If you haven’t seen the trailer for Pacific Rim, check it out here:
My friend John wanted to know a little more about what it would take to make one for real.
So what would it take to build one for real? Well, according to these stats, the robots in the movie are around 250-280 feet tall. The closest real life analog to that is probably a Virginia class nuclear submarine. A nuclear submarine is slightly longer, but it’s got a similar density of material and technical sophistication that a giant robot might have. This should give you an idea of the scale (those are people standing on the top there):
According to the released “schematics” from the movie studio, the robots are powered with a nuclear vortex turbine and the actuators are hydraulic. I’m not sure what a nuclear vortex turbine is, but driving hydraulic actuators with a nuclear reactor isn’t totally implausible. One of the tricks in building a humanoid robot is having REALLY powerful actuators, specifically a large amount of torque. With robots at this scale, limbs will be very heavy and need a lot of torque just to hold still, let alone fight giant monsters. A Virginia class submarine costs $2.6 billion to build (in 2012 dollars). I think a Pacific Rim robot would cost slightly less because it’s a bit smaller and has a smaller armament. Most other things would be surprisingly similar though. It would have similar armor, radar, and communications equipment. And of course, it would have a similar compact nuclear reactor. The S9G reactor onboard a Virginia class submarine can output 29.8 MW and deliver 40,000 shaft horsepower, which would probably be enough to power a Pacific Rim robot.
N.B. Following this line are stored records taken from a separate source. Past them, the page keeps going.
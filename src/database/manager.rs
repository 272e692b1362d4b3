use chrono::{DateTime, Utc};
use serde::Serialize;
use sqlx::{mysql::MySqlPoolOptions, MySqlPool};
use std::collections::HashMap;
use std::time::{Duration, Instant};
use thiserror::Error;
use tokio::sync::RwLock;
use tracing::{debug, info};

use crate::config::DatabaseConfig;
use crate::database::models::Trust;
use crate::tenant::TenantContext;

/// MySQL identifier limit
const MAX_DB_NAME_LEN: usize = 64;

/// Errors from DatabaseManager
#[derive(Debug, Error)]
pub enum DatabaseError {
    #[error("Missing configuration: {0}")]
    ConfigMissing(&'static str),

    #[error("Invalid database URL")]
    InvalidDatabaseUrl,

    #[error("Invalid database name: {0}")]
    InvalidDatabaseName(String),

    #[error("Not found: {0}")]
    NotFound(String),

    #[error("Invalid record: {0}")]
    InvalidRecord(String),

    #[error(transparent)]
    Sqlx(#[from] sqlx::Error),
}

struct PoolEntry {
    pool: MySqlPool,
    created_at: DateTime<Utc>,
}

/// Snapshot of one cached pool
#[derive(Debug, Clone, Serialize)]
pub struct PoolStats {
    pub database: String,
    pub size: u32,
    pub idle: usize,
    pub created_at: DateTime<Utc>,
}

/// Connection pool cache for the system database and every trust database.
///
/// Holds at most one pool per database name. Pools are built on first use
/// and live until evicted or [`DatabaseManager::close_all`] runs.
pub struct DatabaseManager {
    settings: DatabaseConfig,
    pools: RwLock<HashMap<String, PoolEntry>>,
}

impl DatabaseManager {
    pub fn new(settings: DatabaseConfig) -> Self {
        Self {
            settings,
            pools: RwLock::new(HashMap::new()),
        }
    }

    pub fn system_database(&self) -> &str {
        &self.settings.system_database
    }

    /// Get system database pool
    pub async fn system_pool(&self) -> Result<MySqlPool, DatabaseError> {
        let name = self.settings.system_database.clone();
        self.get_pool(&name).await
    }

    /// Get the pool backing a trust
    pub async fn trust_pool(&self, trust: &Trust) -> Result<MySqlPool, DatabaseError> {
        let name = self.trust_database_name(trust);
        self.get_pool(&name).await
    }

    /// Get the pool for whatever a request resolved to
    pub async fn pool_for(&self, context: &TenantContext) -> Result<MySqlPool, DatabaseError> {
        match context {
            TenantContext::System => self.system_pool().await,
            TenantContext::Trust(trust) => self.trust_pool(trust).await,
        }
    }

    /// Schema name for a trust: explicit `database_name`, else prefix + code
    pub fn trust_database_name(&self, trust: &Trust) -> String {
        match &trust.database_name {
            Some(name) => name.clone(),
            None => self.derived_database_name(&trust.trust_code),
        }
    }

    pub fn derived_database_name(&self, trust_code: &str) -> String {
        format!(
            "{}{}",
            self.settings.trust_database_prefix,
            trust_code.to_ascii_lowercase().replace('-', "_")
        )
    }

    /// Get existing pool or create a new one lazily
    async fn get_pool(&self, database_name: &str) -> Result<MySqlPool, DatabaseError> {
        if !self.is_valid_db_name(database_name) {
            return Err(DatabaseError::InvalidDatabaseName(database_name.to_string()));
        }

        // Fast path: try read lock
        {
            let pools = self.pools.read().await;
            if let Some(entry) = pools.get(database_name) {
                return Ok(entry.pool.clone());
            }
        }

        let connection_string = self.build_connection_string(database_name)?;

        let pool = MySqlPoolOptions::new()
            .max_connections(self.settings.max_connections)
            .min_connections(self.settings.min_connections)
            .acquire_timeout(Duration::from_secs(self.settings.connection_timeout))
            .idle_timeout(Some(Duration::from_secs(self.settings.idle_timeout)))
            .connect(&connection_string)
            .await?;

        Ok(self.cache_pool(database_name, pool).await)
    }

    /// Store a freshly built pool, or close it when another request already
    /// cached one for the same database. Returns the pool that stays cached.
    async fn cache_pool(&self, database_name: &str, pool: MySqlPool) -> MySqlPool {
        let mut pools = self.pools.write().await;
        if let Some(existing) = pools.get(database_name) {
            let existing = existing.pool.clone();
            drop(pools);
            pool.close().await;
            debug!("Discarded duplicate pool for: {}", database_name);
            return existing;
        }

        pools.insert(
            database_name.to_string(),
            PoolEntry {
                pool: pool.clone(),
                created_at: Utc::now(),
            },
        );

        info!("Created database pool for: {}", database_name);
        pool
    }

    pub fn build_connection_string(&self, database_name: &str) -> Result<String, DatabaseError> {
        let base = self
            .settings
            .url
            .as_deref()
            .ok_or(DatabaseError::ConfigMissing("DATABASE_URL"))?;

        let mut url = url::Url::parse(base).map_err(|_| DatabaseError::InvalidDatabaseUrl)?;
        url.set_path(&format!("/{}", database_name));
        Ok(url.into())
    }

    /// Pings the system pool to ensure connectivity
    pub async fn health_check(&self) -> Result<Duration, DatabaseError> {
        let pool = self.system_pool().await?;
        Self::ping(&pool).await
    }

    /// Round-trip a trivial query and report the latency
    pub async fn ping(pool: &MySqlPool) -> Result<Duration, DatabaseError> {
        let started = Instant::now();
        sqlx::query("SELECT 1").execute(pool).await?;
        Ok(started.elapsed())
    }

    /// Number of tables in the database a pool points at
    pub async fn table_count(pool: &MySqlPool) -> Result<i64, DatabaseError> {
        let (count,): (i64,) = sqlx::query_as(
            "SELECT COUNT(*) FROM information_schema.TABLES WHERE TABLE_SCHEMA = DATABASE()",
        )
        .fetch_one(pool)
        .await?;
        Ok(count)
    }

    /// Schemas on the server that carry the trust prefix
    pub async fn list_trust_databases(&self) -> Result<Vec<String>, DatabaseError> {
        let pool = self.system_pool().await?;
        let prefix = &self.settings.trust_database_prefix;

        // `_` is a LIKE wildcard, so the prefix is re-checked exactly below
        let names: Vec<(String,)> = sqlx::query_as(
            "SELECT CAST(SCHEMA_NAME AS CHAR) FROM information_schema.SCHEMATA
             WHERE SCHEMA_NAME LIKE ? ORDER BY SCHEMA_NAME",
        )
        .bind(format!("{}%", prefix))
        .fetch_all(&pool)
        .await?;

        Ok(names
            .into_iter()
            .map(|(name,)| name)
            .filter(|name| name.starts_with(prefix.as_str()))
            .collect())
    }

    /// Remove and close the pool for one database. Returns whether one existed.
    pub async fn evict(&self, database_name: &str) -> bool {
        let entry = self.pools.write().await.remove(database_name);
        match entry {
            Some(entry) => {
                entry.pool.close().await;
                info!("Evicted database pool: {}", database_name);
                true
            }
            None => false,
        }
    }

    /// Close and remove all pools (e.g., on shutdown)
    pub async fn close_all(&self) {
        let drained: Vec<(String, PoolEntry)> = self.pools.write().await.drain().collect();
        for (name, entry) in drained {
            entry.pool.close().await;
            info!("Closed database pool: {}", name);
        }
    }

    pub async fn pool_stats(&self) -> Vec<PoolStats> {
        let pools = self.pools.read().await;
        let mut stats: Vec<PoolStats> = pools
            .iter()
            .map(|(name, entry)| PoolStats {
                database: name.clone(),
                size: entry.pool.size(),
                idle: entry.pool.num_idle(),
                created_at: entry.created_at,
            })
            .collect();
        stats.sort_by(|a, b| a.database.cmp(&b.database));
        stats
    }

    pub async fn is_cached(&self, database_name: &str) -> bool {
        self.pools.read().await.contains_key(database_name)
    }

    /// Validate database names to prevent injection and tenant mix-ups. Accepts:
    /// - exactly the system database name
    /// - the trust prefix followed by [a-zA-Z0-9_]+
    pub fn is_valid_db_name(&self, name: &str) -> bool {
        if name.len() > MAX_DB_NAME_LEN {
            return false;
        }
        if name == self.settings.system_database {
            return true;
        }
        match name.strip_prefix(self.settings.trust_database_prefix.as_str()) {
            Some(rest) => !rest.is_empty() && rest.chars().all(|c| c.is_ascii_alphanumeric() || c == '_'),
            None => false,
        }
    }
}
Now, we’re getting pretty good at building humanoid robots, but it’s very hard to do. Some of humanity’s best humanoid robots so far include Hubo, Petman, Asimo, and the recently revealed Atlas. Walking is hard. It’s not until you’ve tried to make a robot walk that you realize how good humans are at it. I experienced this while working on the DARPA Virtual Robotics Challenge at Georgia Tech. Georgia Tech also has a real humanoid robot performing the DRC tasks (which include turning a valve, smashing down a wall, clearing rubble, using a drill, driving a car, opening a door, and lots of other hard tasks). Unfortunately, I can’t talk about the work being done just yet. Anyway, there are a couple of ways to make a robot walk. One way is using something called ZMP walking. ZMP stands for zero moment point. To make a robot stand up, its center of mass must be within its polygon of support, which is an imaginary 2D plane that ensures there robot remains statically stable. Once the robot starts moving, the challenge is to find a set of trajectories that keeps the robot from losing its balance and falling over. A similar problem in this space is the inverted pendulum problem. The zero moment point is the point where the foot hitting the ground does not produce any horizontal moment and the sum of the vertical inertia and gravity is zero. This is only part of the problem though: you also have to have a path planner that decides where the feet should attempt to land and thus what direction it should walk as well as inverse kinematics (either numeric or analytical) to figure out how to position the actuators in the leg to get the foot to that point. You also will typically have lots of sensors and a feedback loop to be able to take into account external disturbances to the system like an uneven ground or something hitting your robot. After all of that, you end up with a ZMP walk that looks something like this:
You’ll notice his walking looks extremely, well, robotic. Compare it to another form of robot walking, passive dynamic walking:
That looks much more human. While terribly named, passive dynamic walking can be done without active power. In the video, the robot is being pushed by the engineer which provides it with the energy to walk. Theo Jansen’s Strandbeests are another example of a passive dynamic walker. Real human walking has a component of this to it, as the leg swings rather than remain continuously driven by muscles. However, ZMP walking can look pretty lifelike, as PETMAN shows.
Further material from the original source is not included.